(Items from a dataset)
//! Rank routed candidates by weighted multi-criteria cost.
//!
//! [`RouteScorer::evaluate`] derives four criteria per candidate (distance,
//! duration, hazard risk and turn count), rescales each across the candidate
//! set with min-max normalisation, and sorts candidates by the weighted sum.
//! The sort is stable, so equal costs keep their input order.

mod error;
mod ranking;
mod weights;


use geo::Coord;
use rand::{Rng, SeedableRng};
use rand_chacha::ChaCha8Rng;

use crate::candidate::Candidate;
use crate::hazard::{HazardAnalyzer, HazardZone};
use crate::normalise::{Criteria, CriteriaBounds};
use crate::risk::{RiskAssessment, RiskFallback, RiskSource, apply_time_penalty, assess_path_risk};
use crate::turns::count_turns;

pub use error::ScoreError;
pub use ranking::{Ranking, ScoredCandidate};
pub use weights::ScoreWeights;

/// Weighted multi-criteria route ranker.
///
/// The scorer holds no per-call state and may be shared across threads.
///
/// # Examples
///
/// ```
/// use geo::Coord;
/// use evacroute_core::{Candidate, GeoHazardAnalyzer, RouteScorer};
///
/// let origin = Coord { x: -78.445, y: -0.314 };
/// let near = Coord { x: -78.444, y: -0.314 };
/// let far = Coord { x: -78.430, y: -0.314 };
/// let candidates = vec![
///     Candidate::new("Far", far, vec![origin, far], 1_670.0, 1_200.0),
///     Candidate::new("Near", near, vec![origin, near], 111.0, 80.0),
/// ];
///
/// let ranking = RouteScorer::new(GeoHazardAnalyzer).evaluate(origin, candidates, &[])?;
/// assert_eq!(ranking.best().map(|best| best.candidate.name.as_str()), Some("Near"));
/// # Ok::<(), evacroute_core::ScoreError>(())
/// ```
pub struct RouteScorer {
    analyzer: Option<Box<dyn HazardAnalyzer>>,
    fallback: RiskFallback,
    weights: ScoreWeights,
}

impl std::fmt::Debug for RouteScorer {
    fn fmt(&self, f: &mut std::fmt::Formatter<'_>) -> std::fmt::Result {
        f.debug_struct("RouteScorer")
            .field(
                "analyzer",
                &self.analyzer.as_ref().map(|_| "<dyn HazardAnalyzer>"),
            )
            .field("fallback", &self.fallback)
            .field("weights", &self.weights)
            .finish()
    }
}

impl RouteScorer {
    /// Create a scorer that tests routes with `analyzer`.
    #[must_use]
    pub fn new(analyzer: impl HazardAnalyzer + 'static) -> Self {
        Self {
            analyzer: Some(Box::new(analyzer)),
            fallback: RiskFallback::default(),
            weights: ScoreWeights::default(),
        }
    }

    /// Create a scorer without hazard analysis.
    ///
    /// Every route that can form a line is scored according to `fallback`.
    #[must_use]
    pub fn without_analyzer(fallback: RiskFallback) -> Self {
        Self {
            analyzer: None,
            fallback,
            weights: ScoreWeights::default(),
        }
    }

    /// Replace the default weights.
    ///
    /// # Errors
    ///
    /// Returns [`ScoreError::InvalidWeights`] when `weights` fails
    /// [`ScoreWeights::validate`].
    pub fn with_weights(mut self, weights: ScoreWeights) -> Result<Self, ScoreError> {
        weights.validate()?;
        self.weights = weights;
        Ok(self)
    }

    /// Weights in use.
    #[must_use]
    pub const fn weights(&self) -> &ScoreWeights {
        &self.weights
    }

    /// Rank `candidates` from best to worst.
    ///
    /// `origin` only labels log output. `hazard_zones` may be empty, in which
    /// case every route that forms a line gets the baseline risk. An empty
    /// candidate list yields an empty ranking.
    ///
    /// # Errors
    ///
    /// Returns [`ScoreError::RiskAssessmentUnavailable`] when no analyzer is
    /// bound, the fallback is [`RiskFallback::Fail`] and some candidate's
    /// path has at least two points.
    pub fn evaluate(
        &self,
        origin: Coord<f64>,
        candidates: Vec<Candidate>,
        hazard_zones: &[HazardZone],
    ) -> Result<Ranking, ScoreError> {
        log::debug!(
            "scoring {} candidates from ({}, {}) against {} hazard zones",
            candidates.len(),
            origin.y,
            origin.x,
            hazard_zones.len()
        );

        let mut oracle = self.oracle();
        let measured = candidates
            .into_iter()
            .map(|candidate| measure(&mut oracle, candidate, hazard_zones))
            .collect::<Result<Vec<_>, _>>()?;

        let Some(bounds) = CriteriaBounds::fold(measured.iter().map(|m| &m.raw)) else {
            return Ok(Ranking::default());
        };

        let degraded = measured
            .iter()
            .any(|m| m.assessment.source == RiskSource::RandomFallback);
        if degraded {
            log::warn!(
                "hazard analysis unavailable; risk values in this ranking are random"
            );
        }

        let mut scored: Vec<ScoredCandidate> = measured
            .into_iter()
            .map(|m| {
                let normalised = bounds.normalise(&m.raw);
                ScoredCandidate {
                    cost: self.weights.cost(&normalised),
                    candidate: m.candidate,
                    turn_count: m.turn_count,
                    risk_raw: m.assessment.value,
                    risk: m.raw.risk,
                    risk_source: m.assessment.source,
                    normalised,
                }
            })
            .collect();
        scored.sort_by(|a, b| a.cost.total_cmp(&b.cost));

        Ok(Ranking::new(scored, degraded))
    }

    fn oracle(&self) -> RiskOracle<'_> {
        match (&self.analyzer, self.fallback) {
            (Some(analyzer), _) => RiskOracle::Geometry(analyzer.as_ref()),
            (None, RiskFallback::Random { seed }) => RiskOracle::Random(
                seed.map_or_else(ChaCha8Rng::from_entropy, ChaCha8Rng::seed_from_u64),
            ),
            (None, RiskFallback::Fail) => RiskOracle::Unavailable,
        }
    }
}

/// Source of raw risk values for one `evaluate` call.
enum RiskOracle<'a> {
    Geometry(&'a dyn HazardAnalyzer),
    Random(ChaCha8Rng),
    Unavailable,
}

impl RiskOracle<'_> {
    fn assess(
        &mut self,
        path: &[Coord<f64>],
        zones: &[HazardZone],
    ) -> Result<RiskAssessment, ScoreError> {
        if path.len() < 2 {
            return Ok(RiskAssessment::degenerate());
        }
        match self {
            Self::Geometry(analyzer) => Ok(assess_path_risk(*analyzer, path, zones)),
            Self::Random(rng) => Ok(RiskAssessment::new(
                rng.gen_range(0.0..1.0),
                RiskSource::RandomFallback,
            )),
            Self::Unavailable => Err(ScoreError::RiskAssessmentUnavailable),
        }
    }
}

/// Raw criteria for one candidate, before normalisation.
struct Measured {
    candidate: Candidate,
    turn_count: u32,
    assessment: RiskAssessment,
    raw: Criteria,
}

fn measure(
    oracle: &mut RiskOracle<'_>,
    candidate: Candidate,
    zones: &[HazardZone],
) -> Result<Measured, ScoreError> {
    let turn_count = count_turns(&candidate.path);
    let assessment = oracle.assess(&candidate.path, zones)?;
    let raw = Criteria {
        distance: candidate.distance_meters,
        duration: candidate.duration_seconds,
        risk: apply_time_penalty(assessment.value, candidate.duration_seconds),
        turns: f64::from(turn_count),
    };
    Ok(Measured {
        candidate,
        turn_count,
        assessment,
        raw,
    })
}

Work task –
For the records above, state the number of lines that contain "RiskFallback", and provide nothing further.

Answer for this exercise –
7